Walking the Bride Down the Aisle
It’s a rite of passage for the father-of-the-bride to walk his beloved daughter down the aisle and ‘give her away’ into the love and security of her chosen groom. This task can be undertaken by another family member or a friend if your father isn’t at your wedding. If you are a mother you could even ask your son to give you away. You don’t have to be ‘given away’ at all, of course. If you want to, you could walk down the aisle on your own – looking and feeling independent, modern and utterly amazing.
The Top Table
The top table is usually at the head of the reception and in full view of all the other tables as it’s where all the speeches take place. The happy couple traditionally sit in the centre, flanked by both sets of parents, then the the best man and chief bridesmaid. If your dad isn’t at your wedding and has not been replaced by anyone else for the day, the seating may look uneven. If the bride’s mother, sibling or other family member has taken on the role of the father-of-the-bride, they may be seated in that space.
After the wedding breakfast come the speeches and each finishes with a toast to the happy couple. The father-of-the-bride speech is first, traditionally, followed by the groom and then the best man. The bride’s mother, sibling or other family member, may want to take on the customary father-of-the-bride speech and turn it into their own; it could be announced as the ‘mother-of-the-bride speech’. The speech doesn’t need to last more than just a few minutes and can simply be filled with heartfelt or amusing anecdotes of the bride’s childhood, along with a brief mention of how she met her new husband/wife, and a welcome into the family for him/her. Find out who traditionally says what and when.
Traditionally the bride and groom have the first dance, then the father dances with the bride and the groom dances with his mother, followed by the the groom’s father with the bride, and the groom with his new mother-in-law. The dances are to symbolise the joining together of their families. If the father-of-the-bride can’t be there then it’s fine for someone else to take his place, or you might prefer not to incorporate these dances into your reception at all.
And, if Your Dad Just Can’t be There…
If, sadly, your dad simply can’t be there because he has passed away, you may want to remember him in a special way on your wedding day.
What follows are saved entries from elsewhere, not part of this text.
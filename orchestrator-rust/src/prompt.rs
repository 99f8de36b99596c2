//! Literal prompt text for each kind of generation request.
use crate::{SlideContext, SlideType};
use regex::{Captures, Regex};
use serde_json::Value;
use std::sync::LazyLock;

/// System and user text for one backend call.
#[derive(Debug, Clone, PartialEq, Eq)]
pub struct Prompt {
    pub system: &'static str,
    pub user: String,
}

const SLIDE_SYSTEM_PROMPT: &str = "You are an expert pitch deck consultant who writes \
concise, investor-ready slide content. Always answer using the exact labels you are asked for.";

const DECK_SYSTEM_PROMPT: &str = "You are an expert presentation designer who turns a short \
brief into a complete, well-structured slide deck. Follow the requested slide format exactly.";

const CHAT_SYSTEM_PROMPT: &str = "You are a helpful presentation assistant. Answer questions \
about the user's deck and suggest concrete improvements. Keep replies short and specific.";

const SLIDE_FORMAT: &str = "Format your response exactly as:
Title: [slide title]
Content: [slide content, using bullet points where helpful]
Speaker Notes: [what the presenter should say]";

const COVER_TEMPLATE: &str = "Create a cover slide for {company_name}, a company in the \
{industry} industry serving {target_market}. Include a memorable tagline and a one-sentence \
description of what the company does.";

const PROBLEM_TEMPLATE: &str = "Create a problem slide for {company_name}. Describe the most \
painful problem that {target_market} faces in the {industry} industry today. Quantify the pain \
where possible and explain why existing options fall short.";

const SOLUTION_TEMPLATE: &str = "Create a solution slide for {company_name}. Explain how the \
company solves the core problem for {target_market} in the {industry} industry, and list the \
key benefits in plain language.";

const MARKET_TEMPLATE: &str = "Create a market opportunity slide for {company_name} in the \
{industry} industry. Estimate TAM, SAM and SOM for {target_market} and describe the growth \
trends that make this the right time.";

const PRODUCT_TEMPLATE: &str = "Create a product slide for {company_name}. Describe the product, \
its core features, and how {target_market} uses it day to day in the {industry} industry.";

const BUSINESS_MODEL_TEMPLATE: &str = "Create a business model slide for {company_name}. Explain \
how the company makes money from {target_market}, including pricing, revenue streams and unit \
economics typical for the {industry} industry.";

const TRACTION_TEMPLATE: &str = "Create a traction slide for {company_name}. Highlight key \
metrics, customer wins among {target_market}, partnerships and milestones that show momentum in \
the {industry} industry.";

const COMPETITION_TEMPLATE: &str = "Create a competition slide for {company_name}. Map the main \
competitors serving {target_market} in the {industry} industry and explain the company's \
sustainable competitive advantages.";

const GO_TO_MARKET_TEMPLATE: &str = "Create a go-to-market slide for {company_name}. Describe the \
channels, sales motion and marketing strategy used to reach {target_market} in the {industry} \
industry, with near-term milestones.";

const TEAM_TEMPLATE: &str = "Create a team slide for {company_name}. Present the founding team \
and key hires, and explain why this team is uniquely positioned to win {target_market} in the \
{industry} industry.";

const FINANCIALS_TEMPLATE: &str = "Create a financial projections slide for {company_name}. \
Provide a three-to-five year outlook of revenue, costs and key assumptions for selling to \
{target_market} in the {industry} industry.";

const ASK_TEMPLATE: &str = "Create an investment ask slide for {company_name}. State how much \
funding the company is raising, the use of funds, and the milestones the round unlocks in the \
{industry} industry for {target_market}.";

const DECK_TEMPLATE: &str = "Create a complete presentation based on this request:
{prompt}

Decide how many slides the topic needs (usually 6 to 12). For each slide use exactly this format:
SLIDE [number]: [slide type, e.g. Cover, Problem, Solution, Market, Product, Business Model, \
Traction, Competition, Go-to-Market, Team, Financials, Ask]
Title: [slide title]
Content: [slide content, using bullet points where helpful]
---";

const CHAT_TEMPLATE: &str = "Current deck:
{deck_context}

Slide in focus:
{slide_context}

User message:
{message}";

fn slide_template(slide_type: SlideType) -> &'static str {
    match slide_type {
        SlideType::Cover => COVER_TEMPLATE,
        SlideType::Problem => PROBLEM_TEMPLATE,
        SlideType::Solution => SOLUTION_TEMPLATE,
        SlideType::Market => MARKET_TEMPLATE,
        SlideType::Product => PRODUCT_TEMPLATE,
        SlideType::BusinessModel => BUSINESS_MODEL_TEMPLATE,
        SlideType::Traction => TRACTION_TEMPLATE,
        SlideType::Competition => COMPETITION_TEMPLATE,
        SlideType::GoToMarket => GO_TO_MARKET_TEMPLATE,
        SlideType::Team => TEAM_TEMPLATE,
        SlideType::Financials => FINANCIALS_TEMPLATE,
        SlideType::Ask => ASK_TEMPLATE,
    }
}

fn non_empty(value: Option<&str>) -> Option<&str> {
    value.map(str::trim).filter(|value| !value.is_empty())
}

static PLACEHOLDER: LazyLock<Regex> =
    LazyLock::new(|| Regex::new(r"\{(\w+)\}").expect("placeholder regex is valid"));

/// Replace every `{key}` in `template` with its value in a single pass.
/// Inserted values are never rescanned and unknown keys stay literal.
fn substitute(template: &str, values: &[(&str, &str)]) -> String {
    PLACEHOLDER
        .replace_all(template, |caps: &Captures| {
            values
                .iter()
                .find(|(key, _)| *key == &caps[1])
                .map_or_else(|| caps[0].to_string(), |(_, value)| (*value).to_string())
        })
        .into_owned()
}

fn render_json(value: &Value) -> String {
    serde_json::to_string_pretty(value).unwrap_or_else(|_| value.to_string())
}

fn append_preferences(user: &mut String, preferences: Option<&Value>) {
    if let Some(preferences) = preferences.filter(|value| !value.is_null()) {
        user.push_str("\n\nUser preferences:\n");
        user.push_str(&render_json(preferences));
    }
}

/// Prompt for one slide of a pitch deck.
#[must_use]
pub fn slide_prompt(slide_type: SlideType, context: &SlideContext) -> Prompt {
    let company_name = non_empty(context.company_name.as_deref()).unwrap_or("the company");
    let industry = non_empty(context.industry.as_deref()).unwrap_or("relevant");
    let target_market = non_empty(context.target_market.as_deref()).unwrap_or("its customers");

    let mut user = substitute(
        slide_template(slide_type),
        &[
            ("company_name", company_name),
            ("industry", industry),
            ("target_market", target_market),
        ],
    );

    if let Some(feedback) = non_empty(context.user_feedback.as_deref()) {
        user.push_str("\n\nIncorporate this feedback from the user:\n");
        user.push_str(feedback);
    }
    append_preferences(&mut user, context.user_preferences.as_ref());

    user.push_str("\n\n");
    user.push_str(SLIDE_FORMAT);

    Prompt {
        system: SLIDE_SYSTEM_PROMPT,
        user,
    }
}

/// Prompt for a whole deck from a natural-language brief.
#[must_use]
pub fn deck_prompt(prompt: &str, preferences: Option<&Value>) -> Prompt {
    let mut user = substitute(DECK_TEMPLATE, &[("prompt", prompt.trim())]);
    append_preferences(&mut user, preferences);

    Prompt {
        system: DECK_SYSTEM_PROMPT,
        user,
    }
}

/// Prompt for one conversational turn about a deck.
#[must_use]
pub fn chat_prompt(message: &str, deck_context: &Value, slide_context: Option<&Value>) -> Prompt {
    let deck_context = render_json(deck_context);
    let slide_context = slide_context.map_or_else(|| "(none)".to_string(), render_json);

    let user = substitute(
        CHAT_TEMPLATE,
        &[
            ("deck_context", deck_context.as_str()),
            ("slide_context", slide_context.as_str()),
            ("message", message.trim()),
        ],
    );

    Prompt {
        system: CHAT_SYSTEM_PROMPT,
        user,
    }
}

/// Cheapest possible request, used to probe backend health.
pub(crate) fn status_prompt() -> Prompt {
    Prompt {
        system: CHAT_SYSTEM_PROMPT,
        user: "Hi".to_string(),
    }
}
You could carry his photo in a locket, or mention him with fondness during the readings as part of the ceremony, or in the speeches as part of the reception.
Finally, if your dad isn’t at your wedding, whether due to physical or mental ill health, try to understand that taking on the role of the father-of-the-bride can be difficult and stressful, no matter how much they love their daughter and want to be there. And, when all’s said and done, it’s important to put one’s health first and perhaps celebrate together at a later date.